Wednesday 21 February 2018

Nicolas Roche's Giro d'Italia diary: 'My teammate flew over crash rail 20 metres into a field'

Giro d'Italia diary - Nicolas Roche

Nicolas Roche's contention for a top GC placing in the Giro d'Italia may have ended, but he still has a job to do supporting teammate Rafal Majka. Photo: Harry Engels - Velo/Getty Images
Nicolas Roche's contention for a top GC placing in the Giro d'Italia may have ended, but he still has a job to do supporting teammate Rafal Majka. Photo: Harry Engels - Velo/Getty Images

Nicolas Roche

Thursday May 22, Stage 12: Barbaresco -Barolo 42km individual time trial.

Having crashed on a descent and fallen into a muddy ditch, my Danish team-mate Chris Anker Sorensen finished yesterday's stage looking like he'd been dragged through a hedge backwards.

Even though he'd walloped his head and thought he'd broken his hand in the crash, Chris continued on for the next 120km or so to the finish. He was pretty badly shaken up when he got onto the team bus after the stage though and couldn't actually remember riding about 25km of the route.

Neurological tests and X-rays showed no signs of anything afterwards, but Chris had a bit of a headache going to bed, so our Tinkoff-Saxo team doctor monitored him during the night, waking him a few times to make sure he was okay.

Although he responded normally, the team thought it was best to stop him from racing today, so he was forced out of this Giro this morning. but he'll stay with us for a few days so the doctor can keep an eye on him before he goes home.

After Michael Rogers' stage win yesterday, we had a pretty long transfer to our next hotel, but a visit from my girlfriend, a glass of champagne and some tiramisu made by the team chef made up for that.

This morning I did an hour on the home trainer after breakfast and then had some rice and an omelette around 11.30 before leaving for the start of the time trial at 12.45.

As I'm currently 28 minutes behind race leader Cadel Evans, am not a time trial specialist and was never going to win the stage, there was no pressure on me to ride flat out today.

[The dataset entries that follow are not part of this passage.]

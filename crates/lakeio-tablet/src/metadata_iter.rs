//! Lazy iteration over the persisted versions of a tablet

use crate::tablet_manager::TabletManager;
use lakeio_common::{Result, TabletMetadata};
use std::sync::Arc;

/// Iterator over the metadata objects found by one prefix listing.
///
/// The listing is taken once; each object is loaded (through the metacache)
/// only when the iterator reaches it. `restart` rewinds without listing
/// again.
#[derive(Clone)]
pub struct TabletMetadataIter<'a> {
    manager: &'a TabletManager,
    locations: Arc<[String]>,
    pos: usize,
}

impl<'a> TabletMetadataIter<'a> {
    pub(crate) fn new(manager: &'a TabletManager, locations: Vec<String>) -> Self {
        Self {
            manager,
            locations: locations.into(),
            pos: 0,
        }
    }

    pub fn has_next(&self) -> bool {
        self.pos < self.locations.len()
    }

    pub fn restart(&mut self) {
        self.pos = 0;
    }

    /// Locations in iteration order
    pub fn locations(&self) -> &[String] {
        &self.locations
    }
}

impl Iterator for TabletMetadataIter<'_> {
    type Item = Result<Arc<TabletMetadata>>;

    fn next(&mut self) -> Option<Self::Item> {
        let location = self.locations.get(self.pos)?;
        self.pos += 1;
        Some(self.manager.get_tablet_metadata_by_location(location))
    }

    fn size_hint(&self) -> (usize, Option<usize>) {
        let remaining = self.locations.len() - self.pos;
        (remaining, Some(remaining))
    }
}

impl ExactSizeIterator for TabletMetadataIter<'_> {}
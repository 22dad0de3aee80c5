//! In-memory metadata store
//!
//! Backs tests and single-process tools. Keeps per-operation counters so
//! callers can assert how many round trips reached the store.

use crate::store::MetadataStore;
use bytes::Bytes;
use lakeio_common::{Error, Result};
use parking_lot::RwLock;
use std::collections::BTreeMap;
use std::sync::atomic::{AtomicU64, Ordering};

/// Store operation counters
#[derive(Debug, Default)]
pub struct StoreStats {
    pub puts: AtomicU64,
    pub gets: AtomicU64,
    pub deletes: AtomicU64,
    pub lists: AtomicU64,
}

impl StoreStats {
    /// Reset all counters
    pub fn reset(&self) {
        self.puts.store(0, Ordering::Relaxed);
        self.gets.store(0, Ordering::Relaxed);
        self.deletes.store(0, Ordering::Relaxed);
        self.lists.store(0, Ordering::Relaxed);
    }
}

/// Ordered in-memory object store
#[derive(Debug, Default)]
pub struct MemoryStore {
    objects: RwLock<BTreeMap<String, Bytes>>,
    stats: StoreStats,
}

impl MemoryStore {
    /// Create an empty store
    #[must_use]
    pub fn new() -> Self {
        Self::default()
    }

    /// Get operation counters
    pub fn stats(&self) -> &StoreStats {
        &self.stats
    }

    /// Number of stored objects
    pub fn len(&self) -> usize {
        self.objects.read().len()
    }

    /// Check if the store holds no objects
    pub fn is_empty(&self) -> bool {
        self.objects.read().is_empty()
    }
}

impl MetadataStore for MemoryStore {
    fn put(&self, key: &str, value: Bytes) -> Result<()> {
        self.stats.puts.fetch_add(1, Ordering::Relaxed);
        self.objects.write().insert(key.to_string(), value);
        Ok(())
    }

    fn get(&self, key: &str) -> Result<Bytes> {
        self.stats.gets.fetch_add(1, Ordering::Relaxed);
        self.objects
            .read()
            .get(key)
            .cloned()
            .ok_or_else(|| Error::not_found(key))
    }

    fn delete(&self, key: &str) -> Result<()> {
        self.stats.deletes.fetch_add(1, Ordering::Relaxed);
        self.objects.write().remove(key);
        Ok(())
    }

    fn list(&self, prefix: &str) -> Result<Vec<String>> {
        self.stats.lists.fetch_add(1, Ordering::Relaxed);
        let objects = self.objects.read();
        Ok(objects
            .range(prefix.to_string()..)
            .take_while(|(k, _)| k.starts_with(prefix))
            .map(|(k, _)| k.clone())
            .collect())
    }

    fn exists(&self, key: &str) -> Result<bool> {
        Ok(self.objects.read().contains_key(key))
    }
}
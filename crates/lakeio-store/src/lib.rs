//! lakeio Store - Metadata object storage
//!
//! This crate provides the pieces the tablet layer consumes but does not own:
//! - the `MetadataStore` trait (put/get/delete/list by prefix, last writer wins)
//!   with an in-memory and a redb-backed implementation
//! - the `LocationProvider` trait mapping tablet ids and versions to object keys
//! - the `Codec` turning metadata values into bytes and back

pub mod codec;
pub mod location;
pub mod memory;
pub mod redb_store;
pub mod store;
mod tables;

// Re-exports
pub use codec::Codec;
pub use location::{
    FixedLocationProvider, LocationProvider, MetadataFileName, join_path, schema_filename,
    tablet_initial_metadata_filename, tablet_metadata_filename, txn_log_filename,
};
pub use memory::{MemoryStore, StoreStats};
pub use redb_store::RedbStore;
pub use store::MetadataStore;
//! Error types for lakeio
//!
//! This module defines the common error type used throughout the tablet
//! metadata layer. The error is `Clone` so a failed cache load can be handed
//! to every caller that waited on it.

use crate::types::SchemaId;
use thiserror::Error;

/// Common result type for lakeio operations
pub type Result<T> = std::result::Result<T, Error>;

/// Common error type for lakeio
#[derive(Debug, Clone, Error, PartialEq, Eq)]
pub enum Error {
    // Lookup errors
    #[error("not found: {0}")]
    NotFound(String),

    // Request validation errors
    #[error("invalid argument: {0}")]
    InvalidArgument(String),

    // Schema errors
    #[error("schema {schema_id} cannot be resolved: {context}")]
    SchemaResolution { schema_id: SchemaId, context: String },

    // Store errors, passed through from the metadata store client
    #[error("store I/O error: {0}")]
    StoreIo(String),

    // Codec errors
    #[error("serialization error: {0}")]
    Serialization(String),

    #[error("deserialization error: {0}")]
    Deserialization(String),

    // Internal errors
    #[error("configuration error: {0}")]
    Configuration(String),

    #[error("internal error: {0}")]
    Internal(String),
}

impl Error {
    /// Create a not found error
    pub fn not_found(what: impl Into<String>) -> Self {
        Self::NotFound(what.into())
    }

    /// Create an invalid argument error
    pub fn invalid_argument(msg: impl Into<String>) -> Self {
        Self::InvalidArgument(msg.into())
    }

    /// Create a schema resolution error
    pub fn schema_resolution(schema_id: SchemaId, context: impl Into<String>) -> Self {
        Self::SchemaResolution {
            schema_id,
            context: context.into(),
        }
    }

    /// Create a store I/O error
    pub fn store_io(msg: impl Into<String>) -> Self {
        Self::StoreIo(msg.into())
    }

    /// Create a new internal error
    pub fn internal(msg: impl Into<String>) -> Self {
        Self::Internal(msg.into())
    }

    /// Check if this is a not found error
    #[must_use]
    pub const fn is_not_found(&self) -> bool {
        matches!(self, Self::NotFound(_))
    }

    /// Check if this is an invalid argument error
    #[must_use]
    pub const fn is_invalid_argument(&self) -> bool {
        matches!(self, Self::InvalidArgument(_))
    }

    /// Check if this error may succeed on a later attempt.
    ///
    /// Only store errors qualify. The tablet layer itself never retries;
    /// this is advisory for callers that own a retry policy.
    #[must_use]
    pub const fn is_retryable(&self) -> bool {
        matches!(self, Self::StoreIo(_))
    }
}

impl From<std::io::Error> for Error {
    fn from(e: std::io::Error) -> Self {
        if e.kind() == std::io::ErrorKind::NotFound {
            Self::NotFound(e.to_string())
        } else {
            Self::StoreIo(e.to_string())
        }
    }
}

#[cfg(test)]
mod tests {
    use super::*;

    #[test]
    fn test_error_not_found() {
        assert!(Error::not_found("tablet 1").is_not_found());
        assert!(!Error::invalid_argument("x").is_not_found());
    }

    #[test]
    fn test_error_retryable() {
        assert!(Error::store_io("connection reset").is_retryable());
        assert!(!Error::not_found("x").is_retryable());
        assert!(!Error::schema_resolution(10, "missing").is_retryable());
    }

    #[test]
    fn test_error_display() {
        let err = Error::invalid_argument("Duplicate column id 0");
        assert_eq!(err.to_string(), "invalid argument: Duplicate column id 0");

        let err = Error::schema_resolution(12, "not found in bundle metadata");
        assert_eq!(
            err.to_string(),
            "schema 12 cannot be resolved: not found in bundle metadata"
        );
    }

    #[test]
    fn test_io_error_mapping() {
        let err: Error = std::io::Error::new(std::io::ErrorKind::NotFound, "gone").into();
        assert!(err.is_not_found());

        let err: Error = std::io::Error::other("disk on fire").into();
        assert!(matches!(err, Error::StoreIo(_)));
    }
}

Usually before a time trial, when I'm trying to do a good ride, I warm up on my time-trial bike, which means the mechanics have to change the back wheel before the stage. Today, though, I didn't want to put any extra stress on the mechanics, so I warmed up on my road bike before grabbing my TT bike to head to the start ramp.

It was lashing rain at the start, so, like a lot of riders, I ducked into a VIP tent in the nearby start village for cover a few minutes before rolling down the ramp.

With the rain pelting down and the roads getting slippery, I didn't go full gas today, but instead rode parts of the course hard and parts really easy.

The hardest thing for me today was that, for the first time in a long time, I hadn't ridden the course beforehand which encouraged me to slow down every time I went into a blind corner.

I didn't want to take any risks in the wet, especially as I'd seen the guy who started in front of me, Tobias Ludvigsson of the Giant-Shimano team, fly across a knee-high crash rail on a bend and land about 20 metres off the road in a field below.

In the end, I lost another eight minutes on today's stage, but stayed in the same 44th place overall that I'd been in before the start.

The finish area was so small today that no team buses were allowed and instead, the race organisers had a hotel room booked for each team.

After I crossed the line, I got handed my backpack from the soigneur, went to the hotel, got showered and changed and got the team car back to my room where I tried to chill out a bit before getting a massage and dinner.

My team-mate Rafal Majka just got in about a quarter of an hour ago after doing a brilliant ride in the time trial, finishing fourth, a minute and 39 seconds behind stage winner and new race leader Rigoberto Uran of Omega Pharma Quickstep.


We were expecting him to do well, but he really consolidated his third place overall and has set himself up very well for a podium placing on this Giro now.

For my Tinkoff-Saxo team, it will be all about defending that placing now. The team are right behind Rafal and I'm pretty excited about trying to help him stay in the top three or even move up if he can.

There is a lot of racing to be done yet, though, and depending on team tactics, I may get a chance to go up the road later on in the race.

But when I was going for top five placing at the Vuelta last year Rafal really helped me in the tough mountain stages. Now it's my turn to pay him back.